The motif of the struggle for survival isn't new, but José Saramago has chosen a unique exploitation direction. As in the work, someone formerly compared, their life is like that of ancient humans; all ultramodern conveniences can not be reckoned on, and they must fight to live, but they're different from their ancestors in that the world is different. The world of history wasn't exhausted, not destroyed, and most importantly, they were eyeless. The chorus of blindness reprises, at times choking with despair, at times in rage, at times like graduation to lift the character to the door that opens up the doctrines of life, and occasionally, blindness is the end. 

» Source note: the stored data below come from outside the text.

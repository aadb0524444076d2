//! OS directory resolution for the planetarium binary.

use std::io;
use std::path::{Path, PathBuf};

use planetarium_config::APP_NAME;

/// Errors that can occur while locating or creating platform directories.
#[derive(Debug, thiserror::Error)]
pub enum PlatformError {
    /// The OS did not provide a configuration directory.
    #[error("could not determine OS configuration directory")]
    NoConfigDir,

    #[error("platform I/O error: {0}")]
    Io(#[from] io::Error),
}

/// OS-specific directory paths for the application.
///
/// Each field follows OS conventions (XDG on Linux, Known Folders on Windows,
/// Library on macOS).
#[derive(Debug, Clone, PartialEq)]
pub struct PlatformDirs {
    /// Holds `config.ron`.
    pub config_dir: PathBuf,
    /// Persistent data such as generated planets.
    pub data_dir: PathBuf,
    pub cache_dir: PathBuf,
    pub log_dir: PathBuf,
}

impl PlatformDirs {
    /// Resolve platform-specific directories without creating them on disk.
    ///
    /// # Errors
    ///
    /// Returns [`PlatformError::NoConfigDir`] if the OS does not expose a
    /// configuration directory.
    pub fn resolve() -> Result<Self, PlatformError> {
        let app_config = dirs::config_dir()
            .ok_or(PlatformError::NoConfigDir)?
            .join(APP_NAME);

        let data_dir = dirs::data_dir()
            .unwrap_or_else(|| app_config.clone())
            .join(APP_NAME);

        let cache_dir = dirs::cache_dir()
            .unwrap_or_else(|| app_config.clone())
            .join(APP_NAME);

        Ok(Self {
            config_dir: app_config.clone(),
            data_dir,
            cache_dir,
            log_dir: app_config.join("logs"),
        })
    }

    /// Resolve directories and create them on disk.
    pub fn resolve_and_create() -> Result<Self, PlatformError> {
        let dirs = Self::resolve()?;
        dirs.create_dirs()?;
        Ok(dirs)
    }

    /// Resolve directories rooted under `root`, for tests and portable installs.
    pub fn resolve_with_root(root: &Path) -> Self {
        let app_dir = root.join(APP_NAME);
        Self {
            config_dir: app_dir.join("config"),
            data_dir: app_dir.join("data"),
            cache_dir: app_dir.join("cache"),
            log_dir: app_dir.join("logs"),
        }
    }

    pub fn create_dirs(&self) -> Result<(), PlatformError> {
        for dir in [&self.config_dir, &self.data_dir, &self.cache_dir, &self.log_dir] {
            std::fs::create_dir_all(dir)?;
        }
        Ok(())
    }
}
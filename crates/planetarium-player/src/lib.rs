//! The planetarium's free-flight player camera.

mod input;
mod player_cam;

pub use input::{InputAction, InputAxis};
pub use player_cam::PlayerCam;
//! Heightmap decals: small square height images stamped onto noise maps.

use std::fs::File;
use std::io::BufReader;
use std::path::Path;

use planetarium_config::SurfaceFeatureConfig;
use rand::Rng;

use crate::error::DecalError;

/// A square grid of heights in `[0, 1]` that can be stamped onto a noise map.
#[derive(Debug, Clone, PartialEq)]
pub struct HeightmapDecal {
    resolution: u32,
    heights: Vec<f32>,
    max_frequency: u32,
}

impl HeightmapDecal {
    /// Wrap raw heights. Validation happens when the decal is applied.
    pub fn from_heights(resolution: u32, heights: Vec<f32>, max_frequency: u32) -> Self {
        Self {
            resolution,
            heights,
            max_frequency,
        }
    }

    /// One byte per pixel, mapped from `0..=255` to `[0, 1]`.
    pub fn from_luma(resolution: u32, data: &[u8], max_frequency: u32) -> Self {
        let heights = data.iter().map(|&b| b as f32 / 255.0).collect();
        Self::from_heights(resolution, heights, max_frequency)
    }

    /// Decode a square PNG and keep its red (or grey) channel.
    pub fn from_png(path: &Path, max_frequency: u32) -> Result<Self, DecalError> {
        let file = File::open(path).map_err(|source| DecalError::Io {
            path: path.to_path_buf(),
            source,
        })?;

        let mut decoder = png::Decoder::new(BufReader::new(file));
        decoder.set_transformations(png::Transformations::EXPAND | png::Transformations::STRIP_16);
        let mut reader = decoder.read_info()?;
        let mut buf = vec![0; reader.output_buffer_size()];
        let info = reader.next_frame(&mut buf)?;

        if info.width != info.height {
            return Err(DecalError::NotSquare {
                width: info.width,
                height: info.height,
            });
        }

        let channels = info.color_type.samples();
        let mut red = Vec::with_capacity((info.width * info.height) as usize);
        for row in buf.chunks(info.line_size).take(info.height as usize) {
            red.extend(row.chunks(channels).take(info.width as usize).map(|px| px[0]));
        }

        Ok(Self::from_luma(info.width, &red, max_frequency))
    }

    /// Load the heightmap named by a surface feature.
    pub fn from_feature(feature: &SurfaceFeatureConfig) -> Result<Self, DecalError> {
        Self::from_png(&feature.heightmap, feature.max_amount)
    }

    pub fn resolution(&self) -> u32 {
        self.resolution
    }

    /// Maximum number of placements across a whole noise cube.
    pub fn max_frequency(&self) -> u32 {
        self.max_frequency
    }

    pub fn heights(&self) -> &[f32] {
        &self.heights
    }

    /// Stamp the decal `count` times onto a square `map`.
    ///
    /// The decal is resized by `scale` with nearest-neighbour sampling and each
    /// copy is placed at a random position that keeps it fully inside the map.
    pub fn apply<R: Rng + ?Sized>(
        &self,
        map: &mut [f32],
        map_resolution: u32,
        scale: f32,
        count: u32,
        additive: bool,
        rng: &mut R,
    ) -> Result<(), DecalError> {
        let res = self.resolution as usize;
        if self.heights.len() != res * res || self.heights.len() < 2 {
            return Err(DecalError::Uninitialised);
        }

        let map_res = map_resolution as usize;
        let decal_res = (res as f32 * scale) as usize;
        if decal_res > map_res {
            return Err(DecalError::TooLarge {
                decal: decal_res,
                map: map_res,
            });
        }
        if map.len() != map_res * map_res {
            return Err(DecalError::ResolutionMismatch {
                expected: map_res * map_res,
                actual: map.len(),
            });
        }
        if decal_res == 0 {
            return Ok(());
        }

        for _ in 0..count {
            let start_x = rng.random_range(0..=map_res - decal_res);
            let start_y = rng.random_range(0..=map_res - decal_res);

            for oy in 0..decal_res {
                let sy = ((oy as f32 / scale) as usize).min(res - 1);
                for ox in 0..decal_res {
                    let sx = ((ox as f32 / scale) as usize).min(res - 1);
                    let value = self.heights[sy * res + sx];
                    let target = &mut map[(start_y + oy) * map_res + start_x + ox];
                    if additive {
                        *target += value;
                    } else {
                        *target = value;
                    }
                }
            }
        }

        Ok(())
    }
}
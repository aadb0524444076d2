//! Sphere geometry for procedural planets.
//!
//! Planets are built from the 20 faces of an icosahedron. Each face is an
//! independent mesh section that can be subdivided to its own level of
//! detail and handed to a [`MeshSink`]. A whole-planet icosphere
//! ([`MeshData`]) is also available for export.

mod error;
pub mod icosahedron;
mod mesh_data;
pub mod obj;
mod section;
mod sink;
mod spherical;

pub use error::MeshError;
pub use icosahedron::NUM_SECTIONS;
pub use mesh_data::{MeshData, MeshSummary};
pub use section::{SectionData, SectionVertex};
pub use sink::{MeshSink, SectionStore};
pub use spherical::{SphericalCoords, sphere_uv};
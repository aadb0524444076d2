//! The `planetarium` binary.
//!
//! Configuration is loaded from `config.ron` and can be overridden via CLI flags.
//! Run with `cargo run -p planetarium-app -- generate` to write a planet mesh, or
//! `cargo run -p planetarium-app -- simulate --seconds 30` to run the orbits.

use std::path::Path;
use std::process::ExitCode;

use clap::Parser;
use planetarium_app::{AppError, Cli, Command, PlatformDirs};
use planetarium_config::Config;
use tracing::error;

fn main() -> ExitCode {
    let cli = Cli::parse();

    let dirs = match PlatformDirs::resolve_and_create() {
        Ok(dirs) => dirs,
        Err(e) => {
            eprintln!("Failed to initialize platform directories: {e}");
            return ExitCode::FAILURE;
        }
    };
    finish(run(&cli, &dirs))
}

fn run(cli: &Cli, dirs: &PlatformDirs) -> Result<(), AppError> {
    let config_dir = cli.args.config.clone().unwrap_or_else(|| dirs.config_dir.clone());

    // Loading would create the file init-config is about to write.
    let config = match cli.command {
        Command::InitConfig { .. } => None,
        _ => Some(load_config(&config_dir, cli)),
    };
    planetarium_log::init_logging(Some(&dirs.log_dir), cfg!(debug_assertions), config.as_ref());
    let config = config.unwrap_or_default();

    match &cli.command {
        Command::InitConfig { force } => {
            let path = planetarium_app::init_config(&config_dir, *force)?;
            println!("Wrote {}", path.display());
        }
        Command::Generate { viewer, full_lod } => {
            let summary = planetarium_app::generate(&config, *viewer, *full_lod)?;
            println!(
                "Wrote {} ({} vertices, {} triangles, {} textures)",
                summary.obj_path.display(),
                summary.vertices,
                summary.triangles,
                summary.textures.len()
            );
        }
        Command::Clear => {
            let removed = planetarium_app::clear(&config)?;
            println!(
                "Removed {removed} files from {}",
                config.output.directory.display()
            );
        }
        Command::Simulate { seconds, realtime } => {
            let summary = planetarium_app::simulate(&config, *seconds, *realtime)?;
            println!("Simulated {:.2}s in {} steps", summary.sim_time, summary.steps);
            for (name, p) in summary.orbital.iter().chain(&summary.gravity) {
                println!("  {name:<12} ({:.1}, {:.1}, {:.1})", p.x, p.y, p.z);
            }
        }
        Command::Fly { frames, threaded } => {
            let summary = planetarium_app::fly(&config, *frames, *threaded)?;
            let p = summary.final_position;
            println!(
                "Flew {} frames to ({:.1}, {:.1}, {:.1}), {} mesh updates, {} sections changed",
                summary.frames, p.x, p.y, p.z, summary.mesh_updates, summary.sections_changed
            );
            println!("  final LODs: {:?}", summary.final_lods);
        }
    }
    Ok(())
}

fn load_config(config_dir: &Path, cli: &Cli) -> Config {
    let mut config = Config::load_or_create(config_dir).unwrap_or_else(|e| {
        eprintln!("Failed to load config: {e}, using defaults");
        Config::default()
    });
    config.apply_cli_overrides(&cli.args);
    config
}

fn finish(result: Result<(), AppError>) -> ExitCode {
    match result {
        Ok(()) => ExitCode::SUCCESS,
        Err(e) => {
            error!("{e}");
            eprintln!("error: {e}");
            ExitCode::FAILURE
        }
    }
}
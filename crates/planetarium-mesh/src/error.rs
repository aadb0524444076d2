/// Errors raised by mesh sinks and exporters.
#[derive(Debug, thiserror::Error)]
pub enum MeshError {
    #[error("mesh section {index} does not exist (sink holds {count})")]
    SectionOutOfRange { index: usize, count: usize },

    #[error("section {index} has {indices} triangle indices, not a multiple of 3")]
    MalformedTriangles { index: usize, indices: usize },

    #[error("failed to write mesh: {0}")]
    Io(#[from] std::io::Error),
}
//! Global command-line overrides for Orbit Planetarium.

use std::path::PathBuf;

use clap::Args;

use crate::Config;

/// Options shared by every subcommand.
///
/// CLI values override settings loaded from `config.ron`.
#[derive(Args, Debug, Clone, Default, PartialEq)]
pub struct CliArgs {
    /// Planet seed. Implies a fixed seed.
    #[arg(long, global = true)]
    pub seed: Option<u64>,

    /// Planet base radius.
    #[arg(long, global = true)]
    pub radius: Option<f32>,

    /// Force every planet section to this LOD.
    #[arg(long, global = true)]
    pub lod: Option<u8>,

    /// Log level (error, warn, info, debug, trace).
    #[arg(long, global = true)]
    pub log_level: Option<String>,

    /// Path to config directory (overrides default location).
    #[arg(long, global = true)]
    pub config: Option<PathBuf>,

    /// Directory for generated files.
    #[arg(long, global = true)]
    pub output: Option<PathBuf>,
}

impl Config {
    /// Apply CLI overrides to a loaded config.
    pub fn apply_cli_overrides(&mut self, args: &CliArgs) {
        if let Some(seed) = args.seed {
            self.planet.seed = seed;
            self.planet.use_seed = true;
        }
        if let Some(radius) = args.radius {
            self.planet.radius = radius;
        }
        if let Some(lod) = args.lod {
            self.planet.lod_override = Some(lod);
        }
        if let Some(ref level) = args.log_level {
            self.debug.log_level = level.clone();
        }
        if let Some(ref dir) = args.output {
            self.output.directory = dir.clone();
        }
    }
}
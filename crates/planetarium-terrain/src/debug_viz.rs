//! RGBA debug images for noise cube faces and steepness maps.

use std::io::Cursor;
use std::path::Path;

use crate::error::TerrainError;

/// Bytes needed for a `width` x `height` RGBA image.
fn byte_len(width: u32, height: u32) -> usize {
    width as usize * height as usize * 4
}

/// A 2D debug image stored as row-major RGBA pixels.
#[derive(Clone, Debug, PartialEq, Eq)]
pub struct DebugImage {
    pub width: u32,
    pub height: u32,
    /// Length = `width * height * 4`.
    pub pixels: Vec<u8>,
}

impl DebugImage {
    /// A transparent black image.
    pub fn new(width: u32, height: u32) -> Self {
        Self {
            width,
            height,
            pixels: vec![0; byte_len(width, height)],
        }
    }

    /// Build an image by evaluating `color` for every pixel.
    pub fn from_fn(width: u32, height: u32, mut color: impl FnMut(u32, u32) -> [u8; 4]) -> Self {
        let mut image = Self::new(width, height);
        for y in 0..height {
            for x in 0..width {
                let [r, g, b, a] = color(x, y);
                image.set_pixel(x, y, r, g, b, a);
            }
        }
        image
    }

    /// # Panics
    ///
    /// Panics if `x >= width` or `y >= height`.
    pub fn set_pixel(&mut self, x: u32, y: u32, r: u8, g: u8, b: u8, a: u8) {
        let idx = self.byte_offset(x, y);
        self.pixels[idx..idx + 4].copy_from_slice(&[r, g, b, a]);
    }

    /// # Panics
    ///
    /// Panics if `x >= width` or `y >= height`.
    pub fn get_pixel(&self, x: u32, y: u32) -> (u8, u8, u8, u8) {
        let idx = self.byte_offset(x, y);
        (
            self.pixels[idx],
            self.pixels[idx + 1],
            self.pixels[idx + 2],
            self.pixels[idx + 3],
        )
    }

    fn byte_offset(&self, x: u32, y: u32) -> usize {
        assert!(
            x < self.width && y < self.height,
            "pixel ({x}, {y}) outside {}x{} image",
            self.width,
            self.height
        );
        (y as usize * self.width as usize + x as usize) * 4
    }

    pub fn dimensions(&self) -> (u32, u32) {
        (self.width, self.height)
    }

    /// Count distinct colors, ignoring alpha.
    pub fn unique_color_count(&self) -> usize {
        let mut colors = std::collections::HashSet::new();
        for chunk in self.pixels.chunks_exact(4) {
            colors.insert((chunk[0], chunk[1], chunk[2]));
        }
        colors.len()
    }

    /// Encode as an 8-bit RGBA PNG.
    pub fn encode_png(&self) -> Result<Vec<u8>, TerrainError> {
        let mut buf = Cursor::new(Vec::new());
        {
            let mut encoder = png::Encoder::new(&mut buf, self.width, self.height);
            encoder.set_color(png::ColorType::Rgba);
            encoder.set_depth(png::BitDepth::Eight);
            let mut writer = encoder.write_header()?;
            writer.write_image_data(&self.pixels)?;
        }
        Ok(buf.into_inner())
    }

    pub fn write_png(&self, path: &Path) -> Result<(), TerrainError> {
        let bytes = self.encode_png()?;
        std::fs::write(path, bytes)?;
        Ok(())
    }
}

/// Map a height in `[-1, 1]` to an opaque grey.
pub fn height_to_grey(height: f32) -> [u8; 4] {
    let v = (((height + 1.0) * 0.5).clamp(0.0, 1.0) * 255.0) as u8;
    [v, v, v, 255]
}

/// Green for flat ground, through yellow, to red for cliffs.
pub fn steepness_to_color(steepness: f32) -> [u8; 4] {
    let s = steepness.clamp(0.0, 1.0);
    if s > 0.5 {
        [255, (255.0 - s * 255.0) as u8, 0, 255]
    } else {
        [(s * 255.0) as u8, 255, 0, 255]
    }
}
//! Named input bindings the camera responds to.

/// Continuous inputs, fed every frame with the current axis value.
#[derive(Debug, Clone, Copy, PartialEq, Eq, Hash)]
pub enum InputAxis {
    TranslateForward,
    TranslateRight,
    TranslateUp,
    Roll,
    Pitch,
    Yaw,
    Throttle,
}

impl InputAxis {
    pub const ALL: [InputAxis; 7] = [
        InputAxis::TranslateForward,
        InputAxis::TranslateRight,
        InputAxis::TranslateUp,
        InputAxis::Roll,
        InputAxis::Pitch,
        InputAxis::Yaw,
        InputAxis::Throttle,
    ];

    /// Name used in input binding tables.
    pub fn binding_name(self) -> &'static str {
        match self {
            InputAxis::TranslateForward => "OPTranslateForward",
            InputAxis::TranslateRight => "OPTranslateRight",
            InputAxis::TranslateUp => "OPTranslateUp",
            InputAxis::Roll => "OPRoll",
            InputAxis::Pitch => "OPPitch",
            InputAxis::Yaw => "OPYaw",
            InputAxis::Throttle => "OPThrottle",
        }
    }

    pub fn from_binding_name(name: &str) -> Option<Self> {
        Self::ALL.into_iter().find(|axis| axis.binding_name() == name)
    }
}

/// Discrete press/release inputs.
#[derive(Debug, Clone, Copy, PartialEq, Eq, Hash)]
pub enum InputAction {
    /// Held to lock the cursor and enable mouse look.
    CamLock,
}

impl InputAction {
    pub fn binding_name(self) -> &'static str {
        match self {
            InputAction::CamLock => "OPCamLock",
        }
    }

    pub fn from_binding_name(name: &str) -> Option<Self> {
        (name == "OPCamLock").then_some(InputAction::CamLock)
    }
}

#[cfg(test)]
mod tests {
    use super::*;

    #[test]
    fn test_binding_names_resolve_back() {
        for axis in InputAxis::ALL {
            assert_eq!(InputAxis::from_binding_name(axis.binding_name()), Some(axis));
        }
        assert_eq!(InputAxis::from_binding_name("OPJump"), None);
        assert_eq!(
            InputAction::from_binding_name("OPCamLock"),
            Some(InputAction::CamLock)
        );
    }
}
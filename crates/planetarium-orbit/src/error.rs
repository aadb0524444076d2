/// Errors from building or advancing an orbital system.
#[derive(Debug, Clone, PartialEq, thiserror::Error)]
pub enum OrbitError {
    #[error("no body with id {0}")]
    UnknownBody(usize),

    #[error("body '{body}' names unknown parent '{parent}'")]
    UnknownParent { body: String, parent: String },

    #[error("body '{0}' cannot orbit itself")]
    SelfParent(String),

    #[error("a body named '{0}' already exists")]
    DuplicateName(String),

    #[error("parent chain of '{0}' loops back on itself")]
    Cycle(String),

    #[error("a closed spline needs at least {min} points, got {count}")]
    TooFewPoints { count: usize, min: usize },
}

    The most prominent character in the novel is the croaker's woman. She does not appear on the morning of the work, but the story ends with what she sees. She isn't eyeless. As with white blindness arising, the croaker's woman's impunity has no reason, and in fact, the reason isn't important. It's hard to describe in just many lines how I feel about this character. She's a nonfictional and tropological kind of enlightened figure. She saves and helps those she can, with a kind heart, perceptivity, courage, and wisdom. She observes and understands; she doesn't just see, she sees. People's blindness enlightens the croaker's woman and, again, she guides them. At times, there was a figure of a saint in her, though the only praise she was given was when she was called beautiful by two other eyeless women. They had workshops way seen her ahead. 

    What tropical meaning does the epidemic of blindness have that José Saramago elaborates on in his work? Is the blindness of this world indeed when their eyes are bright? Is it a call to awakening in each of us? There have been numerous papers opining on this. For me tête-à-tête, I just feel the reanimation. Poverty can stifle humanity, but not all. There's always one and the other, in any situation. Survival doesn't turn people into wild creatures; not indeed can it make a canine forget its pious instincts and blandish and console its proprietor. 

    Reading some workshops on the same subject, one may jolt, but reading Blind, one may exfoliate gashes. That, in my opinion, is the difference. José Saramago's gift is irrefutable, but more importantly, he obviously has to be a great philanthropist to be suitable to write a work like this. Throughout the work, indeed in the darkest part with death and despair, it's filled with love and trust in man, as the final ending says 

    The croaker's woman got up and went to the window. She looked down at the trash- bestrew road, down at the screaming, singing people. also, she raised her head to the sky and saw everything white. It's her turn, she allowed. Fear made her snappily lower her eyes. The megacity is still there.
    Right. The city is still there. Many things are still there, garbage, dead bodies, sins… and life too.